This is the process I follow when dividing a problem into subproblems:
Step 1. Make sure you understand the problem.
State the problem on paper.
Write down all the constraints you know of.
Write down the things you don’t know that could have been helpful. Find them out.
Step 2. Draw a diagram of the problem domain.
A few boxes and arrows, nothing fancy.
This diagram should give you an idea on how to divide the problem into subproblems.
Find a way to draw a diagram that divides the problem domain differently. If you cannot do it, you probably don’t understand the problem domain well enough.
Pick one way of dividing the problem.
Step 3. Pick a subproblem and use the same process to subdivide it further.
Stop when problems (problem subdomain) are small and clear.
Solve them individually and combine the results.
Simplify
Subdividing works well when dealing with deep problems because every division removes one layer. Real-world systems aren’t just deep, they are also broad.
This means that even though you might be at the right level of abstraction, there is still too much detail for you to solve the problem. In this case, take the problem and come up with a simple reproduction illustrating it. Solve it in this simplified context, and then apply the fix to the real-world problem.

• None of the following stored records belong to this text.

//! # DebtWise: retrieval-grounded debt advice
//!
//! Usage:
//!   debtwise init                          # Write a default config
//!   debtwise index ./docs                  # Chunk, embed and store .txt/.md/.pdf files
//!   debtwise search "avalanche method"     # Show the top matching chunks
//!   debtwise ask "Which debt first?"       # Answer using retrieved context
//!   debtwise stats                         # Store, embedder and LLM status

use anyhow::Result;
use clap::{Parser, Subcommand};
use debtwise_core::DebtWiseConfig;
use debtwise_core::config::expand_path;
use debtwise_knowledge::{Indexer, RagPipeline, RecursiveSplitter, SimilarityRetriever};
use std::path::PathBuf;
use std::sync::Arc;
use tracing_subscriber::EnvFilter;

#[derive(Parser)]
#[command(
    name = "debtwise",
    version,
    about = "💸 DebtWise: debt advice grounded in your own documents"
)]
struct Cli {
    /// Config file (default: ~/.debtwise/config.toml)
    #[arg(short, long, global = true)]
    config: Option<String>,

    /// Verbose logging
    #[arg(short, long, global = true)]
    verbose: bool,

    #[command(subcommand)]
    command: Command,
}

#[derive(Subcommand)]
enum Command {
    /// Write a default config file
    Init {
        /// Overwrite an existing file
        #[arg(long)]
        force: bool,
    },
    /// Index every .txt / .md / .pdf file in a directory
    Index {
        dir: PathBuf,
    },
    /// Show the chunks most similar to a query
    Search {
        query: String,
        /// Number of chunks (default: retrieval.top_k)
        #[arg(short = 'k', long)]
        top_k: Option<usize>,
        /// Print similarity scores and chunk ids
        #[arg(long)]
        scores: bool,
    },
    /// Answer a question using retrieved context
    Ask {
        question: String,
        /// Also print the model's <think> reasoning
        #[arg(long)]
        show_reasoning: bool,
    },
    /// Show store statistics and provider status
    Stats,
}

fn config_path(cli: &Cli) -> PathBuf {
    cli.config
        .as_deref()
        .map(expand_path)
        .unwrap_or_else(DebtWiseConfig::default_path)
}

fn load_config(cli: &Cli) -> Result<DebtWiseConfig> {
    let path = config_path(cli);
    let config = if path.exists() {
        DebtWiseConfig::load_from(&path)?
    } else {
        tracing::debug!("no config at {}, using defaults", path.display());
        DebtWiseConfig::default()
    };
    Ok(config)
}

fn build_retriever(config: &DebtWiseConfig) -> Result<Arc<SimilarityRetriever>> {
    let store = debtwise_knowledge::open_store(&config.store)?;
    let embedder = debtwise_providers::create_embedder(&config.embedding)?;
    let embedder_name = embedder.name().to_string();
    let retriever =
        SimilarityRetriever::new(store, embedder).with_similarity(config.retrieval.similarity);
    tracing::info!(
        "store={} embedder={} similarity={:?}",
        retriever.store().name(),
        embedder_name,
        retriever.similarity()
    );
    Ok(Arc::new(retriever))
}

#[tokio::main]
async fn main() -> Result<()> {
    let cli = Cli::parse();

    // Initialize logging
    let filter = if cli.verbose {
        "debtwise=debug,debtwise_knowledge=debug,debtwise_providers=debug"
    } else {
        "debtwise=info,debtwise_knowledge=info,debtwise_providers=warn"
    };
    tracing_subscriber::fmt()
        .with_env_filter(
            EnvFilter::try_from_default_env().unwrap_or_else(|_| EnvFilter::new(filter)),
        )
        .with_target(false)
        .init();

    match &cli.command {
        Command::Init { force } => {
            let path = config_path(&cli);
            if path.exists() && !force {
                println!(
                    "⚠️  {} already exists (use --force to overwrite)",
                    path.display()
                );
                return Ok(());
            }
            DebtWiseConfig::default().save_to(&path)?;
            println!("✅ Wrote default config to {}", path.display());
        }

        Command::Index { dir } => {
            let config = load_config(&cli)?;
            let store = debtwise_knowledge::open_store(&config.store)?;
            let embedder = debtwise_providers::create_embedder(&config.embedding)?;
            let splitter = RecursiveSplitter::from_config(&config.chunking);
            let indexer = Indexer::new(store, embedder, splitter);
            let report = indexer.index_directory(dir).await?;
            println!(
                "✅ Indexed {} documents into {} chunks",
                report.documents, report.chunks
            );
        }

        Command::Search { query, top_k, scores } => {
            let config = load_config(&cli)?;
            let retriever = build_retriever(&config)?;
            let top_k = top_k.unwrap_or(config.retrieval.top_k);
            let results = retriever.retrieve_scored(query, top_k).await?;
            if results.is_empty() {
                println!("⚠️  No documents indexed yet. Run `debtwise index <dir>` first.");
            } else if *scores {
                println!("🔎 {:?} similarity\n", retriever.similarity());
            }
            for (i, r) in results.iter().enumerate() {
                if *scores {
                    println!("{}. [{:.4}] ({})\n{}\n", i + 1, r.score, r.chunk_id, r.text);
                } else {
                    println!("{}. {}\n", i + 1, r.text);
                }
            }
        }

        Command::Ask { question, show_reasoning } => {
            let config = load_config(&cli)?;
            let retriever = build_retriever(&config)?;
            let provider = debtwise_providers::create_provider(&config.llm)?;
            let pipeline = RagPipeline::new(retriever, provider, &config);

            let answer = pipeline.answer(question).await?;
            if answer.degraded {
                println!(
                    "⚠️  Knowledge base unavailable, answer is not grounded in your documents.\n"
                );
            }
            println!("{}", answer.text);
            if *show_reasoning {
                match &answer.reasoning {
                    Some(r) => println!("\n### Reasoning\n{r}"),
                    None => println!("\n(no reasoning returned)"),
                }
            }
            tracing::debug!("sources: {}", serde_json::to_string(&answer.sources)?);
        }

        Command::Stats => {
            let config = load_config(&cli)?;
            let store = debtwise_knowledge::open_store(&config.store)?;
            let len = store.len().await?;
            let dim = store.dimension().await?;
            println!("📚 Store:     {} ({})", store.name(), config.store.path);
            println!("   Chunks:    {len}");
            match dim {
                Some(d) => println!("   Dimension: {d}"),
                None => println!("   Dimension: (empty)"),
            }

            let embedder = debtwise_providers::create_embedder(&config.embedding)?;
            println!("🧮 Embedder:  {} ({})", embedder.name(), config.embedding.model);

            let provider = debtwise_providers::create_provider(&config.llm)?;
            let status = match provider.health_check().await {
                Ok(true) => "✅ ready".to_string(),
                Ok(false) => "⚠️  not reachable or API key missing".to_string(),
                Err(e) => format!("❌ {e}"),
            };
            println!("🤖 LLM:       {} ({}) {status}", provider.name(), config.llm.model);
        }
    }

    Ok(())
}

Imagine you are investigating a performance issue. Say by dividing the problem over and over again, you figured out that the issue is with a grid component. Unfortunately, you have dozens and dozens of rows of components rendered by the grid that obscure your investigation. After spending an hour trying to solve it as is, step back to figure out a way to simplify it. Create a new application using this grid reproducing the issue. Make it as simple as possible (e.g., maybe one column showing text). Use it to fix the problem and then apply the fix to the real world situation.
Use Scientific Method
Use the scientific method to improve your understanding of the problem. It works as follows:
Write down the question you are trying to answer.
Write down a hypothesis.
Write down a prediction that is the result of the hypothesis.
Test the prediction and write down the result.

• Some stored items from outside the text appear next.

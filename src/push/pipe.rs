//! A bounded in-memory pipe whose two ends behave like event-driven native
//! streams.
//!
//! Bytes written to [`PipeOutput`] become readable from [`PipeInput`]. Each
//! end announces readiness of the other through its [`EventSink`], so the
//! pair can be driven by [`PushReader`](super::PushReader) and
//! [`PushWriter`](super::PushWriter) on separate threads.

use std::collections::VecDeque;
use std::sync::{Arc, Mutex, MutexGuard, PoisonError};

use super::{
    EventSink, NativeInput, NativeOutput, NativeStream, StreamEvent,
    StreamStatus,
};
use crate::errors::{IoError, Result};

/// Create a connected pipe holding at most `capacity` unread bytes
/// (at least one).
pub fn bound_pair(capacity: usize) -> (PipeInput, PipeOutput) {
    let channel = Arc::new(Mutex::new(Channel {
        buf: VecDeque::new(),
        capacity: capacity.max(1),
        input: End::default(),
        output: End::default(),
    }));
    (
        PipeInput {
            channel: channel.clone(),
        },
        PipeOutput { channel },
    )
}

struct Channel {
    buf: VecDeque<u8>,
    capacity: usize,
    input: End,
    output: End,
}

struct End {
    status: StreamStatus,
    events: Option<EventSink>,
    error: Option<IoError>,
}

impl Default for End {
    fn default() -> Self {
        Self {
            status: StreamStatus::NotOpen,
            events: None,
            error: None,
        }
    }
}

impl End {
    fn open(&mut self, events: EventSink) -> Result<()> {
        if self.status != StreamStatus::NotOpen {
            return Err(IoError::custom("pipe end was already opened"));
        }
        self.status = StreamStatus::Open;
        events.notify(StreamEvent::OpenCompleted);
        self.events = Some(events);
        Ok(())
    }

    fn notify(&self, event: StreamEvent) {
        if let Some(events) = &self.events {
            events.notify(event);
        }
    }

    fn is_finished(&self) -> bool {
        matches!(self.status, StreamStatus::Closed | StreamStatus::Error)
    }
}

/// The reading end.
pub struct PipeInput {
    channel: Arc<Mutex<Channel>>,
}

/// The writing end.
pub struct PipeOutput {
    channel: Arc<Mutex<Channel>>,
}

fn lock(channel: &Mutex<Channel>) -> MutexGuard<'_, Channel> {
    channel.lock().unwrap_or_else(PoisonError::into_inner)
}

impl PipeInput {
    /// Unread bytes currently buffered.
    pub fn buffered(&self) -> usize {
        lock(&self.channel).buf.len()
    }
}

impl NativeStream for PipeInput {
    fn open(&mut self, events: EventSink) -> Result<()> {
        lock(&self.channel).input.open(events)
    }

    fn status(&self) -> StreamStatus {
        let channel = lock(&self.channel);
        match channel.input.status {
            StreamStatus::Open
                if channel.buf.is_empty() && channel.output.is_finished() =>
            {
                StreamStatus::AtEnd
            }
            status => status,
        }
    }

    /// Discards unread bytes. Further writes to the other end fail with a
    /// broken pipe.
    fn close(&mut self) {
        let mut channel = lock(&self.channel);
        if channel.input.status == StreamStatus::Closed {
            return;
        }
        channel.input.status = StreamStatus::Closed;
        channel.input.events = None;
        channel.buf.clear();

        if !channel.output.is_finished() {
            channel.output.status = StreamStatus::Error;
            channel.output.error = Some(IoError::os(std::io::Error::from(
                std::io::ErrorKind::BrokenPipe,
            )));
            channel.output.notify(StreamEvent::ErrorOccurred);
        }
    }

    fn stream_error(&self) -> Option<IoError> {
        lock(&self.channel).input.error.clone()
    }
}

impl NativeInput for PipeInput {
    fn has_bytes_available(&self) -> bool {
        let channel = lock(&self.channel);
        !channel.buf.is_empty() || channel.output.is_finished()
    }

    fn read(&mut self, buf: &mut [u8]) -> isize {
        let mut channel = lock(&self.channel);
        if channel.input.status == StreamStatus::Closed {
            return -1;
        }
        if channel.buf.is_empty() {
            if channel.output.is_finished() {
                channel.input.status = StreamStatus::AtEnd;
                return 0;
            }
            channel.input.error = Some(IoError::custom(
                "pipe read with no bytes available",
            ));
            return -1;
        }

        let n = buf.len().min(channel.buf.len());
        for (slot, byte) in buf.iter_mut().zip(channel.buf.drain(..n)) {
            *slot = byte;
        }
        channel.output.notify(StreamEvent::HasSpaceAvailable);
        n as isize
    }
}

impl Drop for PipeInput {
    fn drop(&mut self) {
        self.close();
    }
}

impl NativeStream for PipeOutput {
    fn open(&mut self, events: EventSink) -> Result<()> {
        lock(&self.channel).output.open(events)
    }

    fn status(&self) -> StreamStatus {
        lock(&self.channel).output.status
    }

    /// Marks the end of the data. The other end reads what is buffered and
    /// then reaches its end.
    fn close(&mut self) {
        let mut channel = lock(&self.channel);
        if channel.output.status == StreamStatus::Closed {
            return;
        }
        channel.output.status = StreamStatus::Closed;
        channel.output.events = None;
        channel.input.notify(StreamEvent::EndEncountered);
    }

    fn stream_error(&self) -> Option<IoError> {
        lock(&self.channel).output.error.clone()
    }
}

impl NativeOutput for PipeOutput {
    fn has_space_available(&self) -> bool {
        let channel = lock(&self.channel);
        channel.buf.len() < channel.capacity
    }

    fn write(&mut self, buf: &[u8]) -> isize {
        let mut channel = lock(&self.channel);
        if channel.output.is_finished() {
            return -1;
        }

        let n = buf.len().min(channel.capacity - channel.buf.len());
        if n > 0 {
            channel.buf.extend(&buf[..n]);
            channel.input.notify(StreamEvent::HasBytesAvailable);
        }
        n as isize
    }
}

impl Drop for PipeOutput {
    fn drop(&mut self) {
        self.close();
    }
}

Repeat until the question is answered.
Imagine we created a simplified application using the grid component. Now we can use the scientific method to figure out why it is slow.
Write down the question: Why does it take 5 seconds to render the grid?.
After thinking about it for a while, we can get this idea: Maybe the change detection runs too many times?. This is our first hypothesis, so let’s write it down.
A prediction we can use to check the hypothesis is that appRef.tick will appear multiple in the dev tools profiler.
We run the experiment and the result confirms our hypothesis. Let’s write it down.
Now, to the next question: Why does the change detection run hundreds of times?.
Steps 1, 3, an 4 of this process are well defined. They can almost feel mechanical. Step 2 — coming up with a hypothesis — is where the creative work happens. And that’s where good mental models and intuitions are of great help.
Develop Good Mental Models
“Point of view is worth 80 IQ points” Alan Kay
A high school student who knows basic algebra, geometry and calculus can solve more math problems than talented mathematicians of ancient Rome. That’s not because the student is “smarter”. Her IQ isn’t higher. She can do it because she has good mental models.
Developing good mental models is one of the most important investments we can make as engineers. For instance, look at this list:
Having a good mental model about X, does not mean you have to be an expert in X. It means that you can draw a diagram showing how X works, and, if given enough time, can build a simple version of X.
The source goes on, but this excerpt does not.